On “American Muscle,” his first single as Calamity the Kid, songwriter Sam Doniger took sarcastic aim at the ol’ U.S. of A., suggesting, as only a muscular rock song can, that “growing up in the rubble raised by American muscle” is no picnic.

On “Die Young,” Calamity the Kid further addresses that generational divide. He explains: “You are 26 years old. You followed the plan. You did your best in high school and you graduated from college. You’re full of dreams, ready to ‘enter the world.’ But somehow you’re living back at your mom’s house with the old band posters still on the walls of your room. Your mother’s nightly news, your unpaid college debt and your unpaid internship is not what America promised. Welcome home.”

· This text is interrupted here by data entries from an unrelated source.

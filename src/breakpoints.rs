use crate::config::NormalizedBreakpoint;
use crate::types::{BreakpointMatch, MatchStrategy, ViewportSnapshot};

fn min_bound(breakpoint: &NormalizedBreakpoint) -> f64 {
    breakpoint.min_width.unwrap_or(f64::NEG_INFINITY)
}

fn max_bound(breakpoint: &NormalizedBreakpoint) -> f64 {
    breakpoint.max_width.unwrap_or(f64::INFINITY)
}

/// Whether `width` satisfies the breakpoint under its inferred strategy
pub fn matches_breakpoint(width: f64, breakpoint: &NormalizedBreakpoint) -> bool {
    match breakpoint.inferred_strategy {
        MatchStrategy::MinWidth => width >= min_bound(breakpoint),
        MatchStrategy::MaxWidth => width <= max_bound(breakpoint),
        MatchStrategy::Range => width >= min_bound(breakpoint) && width <= max_bound(breakpoint),
    }
}

/// Find the active breakpoint for a viewport.
/// When several match, the last one in author order wins.
pub fn resolve(viewport: &ViewportSnapshot, breakpoints: &[NormalizedBreakpoint]) -> Option<BreakpointMatch> {
    breakpoints
        .iter()
        .rfind(|bp| matches_breakpoint(viewport.width, bp))
        .map(|bp| BreakpointMatch {
            id: bp.id.clone(),
            label: bp.label.clone(),
        })
}
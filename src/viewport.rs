//! Viewport tracking with per-frame coalescing
//!
//! A resize burst cancels and re-requests a single frame callback, so the
//! listener sees at most one snapshot per paint no matter how many resize
//! notifications arrive in between.

use std::cell::RefCell;
use std::rc::{Rc, Weak};
use tracing::{debug, trace};

use crate::host::{FrameToken, Host, ListenerId};
use crate::types::ViewportSnapshot;

pub type ViewportListener = Rc<dyn Fn(ViewportSnapshot)>;

pub trait ViewportTracker {
    /// Begin observing. Idempotent.
    fn start(&self);
    /// Stop observing and drop any pending work. Idempotent.
    fn stop(&self);
    /// Most recently emitted (or initial) snapshot
    fn snapshot(&self) -> ViewportSnapshot;
}

/// Builds a tracker bound to a listener; injected into the runtime
pub type TrackerFactory = Box<dyn Fn(ViewportListener) -> Box<dyn ViewportTracker>>;

/// Factory producing [`FrameTracker`]s for `host`
pub fn frame_tracker_factory(host: Rc<dyn Host>) -> TrackerFactory {
    Box::new(move |listener: ViewportListener| -> Box<dyn ViewportTracker> {
        Box::new(FrameTracker::new(Rc::clone(&host), listener))
    })
}

#[derive(Debug)]
struct TrackerState {
    snapshot: ViewportSnapshot,
    running: bool,
    pending: Option<FrameToken>,
    resize: Option<ListenerId>,
}

struct TrackerInner {
    host: Rc<dyn Host>,
    listener: ViewportListener,
    state: RefCell<TrackerState>,
}

impl TrackerInner {
    fn read(&self) -> ViewportSnapshot {
        self.host
            .viewport()
            .map_or(ViewportSnapshot::FALLBACK, ViewportSnapshot::sanitized)
    }

    fn emit(&self) {
        let snapshot = self.read();
        self.state.borrow_mut().snapshot = snapshot;
        trace!(width = snapshot.width, height = snapshot.height, "Viewport snapshot");
        (self.listener)(snapshot);
    }

    /// Replace any pending frame with a fresh one
    fn schedule(self: &Rc<Self>) {
        let previous = self.state.borrow_mut().pending.take();
        if let Some(token) = previous {
            self.host.cancel_frame(token);
        }

        let weak = Rc::downgrade(self);
        let token = self.host.request_frame(Box::new(move || {
            let Some(inner) = weak.upgrade() else { return };
            let running = {
                let mut state = inner.state.borrow_mut();
                state.pending = None;
                state.running
            };
            if running {
                inner.emit();
            }
        }));
        self.state.borrow_mut().pending = Some(token);
    }
}

/// Tracker driven by host resize notifications and frame callbacks
pub struct FrameTracker {
    inner: Rc<TrackerInner>,
}

impl FrameTracker {
    pub fn new(host: Rc<dyn Host>, listener: ViewportListener) -> Self {
        let snapshot = host
            .viewport()
            .map_or(ViewportSnapshot::FALLBACK, ViewportSnapshot::sanitized);
        Self {
            inner: Rc::new(TrackerInner {
                host,
                listener,
                state: RefCell::new(TrackerState {
                    snapshot,
                    running: false,
                    pending: None,
                    resize: None,
                }),
            }),
        }
    }

    pub fn is_running(&self) -> bool {
        self.inner.state.borrow().running
    }

    pub fn has_pending_frame(&self) -> bool {
        self.inner.state.borrow().pending.is_some()
    }
}

impl ViewportTracker for FrameTracker {
    fn start(&self) {
        if self.is_running() || !self.inner.host.is_interactive() {
            return;
        }
        let weak: Weak<TrackerInner> = Rc::downgrade(&self.inner);
        let id = self.inner.host.add_resize_listener(Rc::new(move || {
            if let Some(inner) = weak.upgrade() {
                inner.schedule();
            }
        }));
        {
            let mut state = self.inner.state.borrow_mut();
            state.running = true;
            state.resize = Some(id);
        }
        debug!("Viewport tracking started");

        // The listener may stop us from in here; the resize id is already
        // recorded so `stop` can detach it.
        self.inner.emit();
    }

    fn stop(&self) {
        let (pending, resize) = {
            let mut state = self.inner.state.borrow_mut();
            if !state.running {
                return;
            }
            state.running = false;
            (state.pending.take(), state.resize.take())
        };

        if let Some(id) = resize {
            self.inner.host.remove_resize_listener(id);
        }
        if let Some(token) = pending {
            self.inner.host.cancel_frame(token);
        }
        debug!("Viewport tracking stopped");
    }

    fn snapshot(&self) -> ViewportSnapshot {
        self.inner.state.borrow().snapshot
    }
}

impl Drop for FrameTracker {
    fn drop(&mut self) {
        self.stop();
    }
}
//! Application-wide constants
//!
//! This module contains the defaults and string literals used throughout
//! the runtime, providing a single source of truth for constant values.

/// Configuration defaults applied by the normalizer
pub mod defaults {
    /// Version stamped onto every resolved configuration
    pub const SCHEMA_VERSION: u32 = 1;

    /// Hotkey used when the author leaves `hotkey` unset
    pub const HOTKEY: &str = "alt+shift+o";

    /// Debounce interval used when the author leaves `debounceMs` unset
    pub const DEBOUNCE_MS: f64 = 150.0;
}

/// Viewport fallback values for non-interactive hosts
pub mod viewport {
    /// Device pixel ratio reported when the host cannot provide one
    pub const DEFAULT_DEVICE_PIXEL_RATIO: f64 = 1.0;
}

/// Keyboard event constants
pub mod keyboard {
    /// Element tags that accept text input; hotkeys are ignored while focused
    pub const EDITABLE_TAGS: [&str; 3] = ["input", "textarea", "select"];

    /// Separator between tokens in a hotkey string
    pub const COMBO_SEPARATOR: char = '+';

    /// Prefix of the platform key-code for letters (`KeyA`..`KeyZ`)
    pub const LETTER_CODE_PREFIX: &str = "Key";

    /// Prefix of the platform key-code for digits (`Digit0`..`Digit9`)
    pub const DIGIT_CODE_PREFIX: &str = "Digit";
}

/// Config file location
pub mod config {
    /// Directory under the user's config dir
    pub const APP_DIR: &str = "breakpoint-overlay";

    /// Config file name
    pub const FILENAME: &str = "config.json";
}

/// Environment variables read at startup
pub mod env {
    /// Log level for the tracing subscriber
    pub const LOG_LEVEL: &str = "LOG_LEVEL";

    /// Overrides the configured hotkey
    pub const HOTKEY: &str = "BP_OVERLAY_HOTKEY";

    /// Overrides the configured debounce interval
    pub const DEBOUNCE_MS: &str = "BP_OVERLAY_DEBOUNCE_MS";
}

“Die Young,” from the “Late Bloomer” EP, is a meaty rock song with a strong anti-war thread, even vaguely referencing the same class disparity that Creedence Clearwater Revival did in “Fortunate Son” almost 50 years ago (“You’re born on the wrong side of the border or maybe you’re rich / No your senator’s sons ain’t soldiers its part of the trick,” Doniger spits).

The video, directed by the artist and featuring animation by Xavier Palin, starts with Doniger passing out at a house party. He enters an animated dream world replete with all the ills of real world. “We wanted the video to convey the outrageous nature of the topics discussed in the lyrics,” he says. “To ask the question of whether the animated nightmare is really that different from the real world we’re all living in and trying to escape through an assortment of substances and distractions.”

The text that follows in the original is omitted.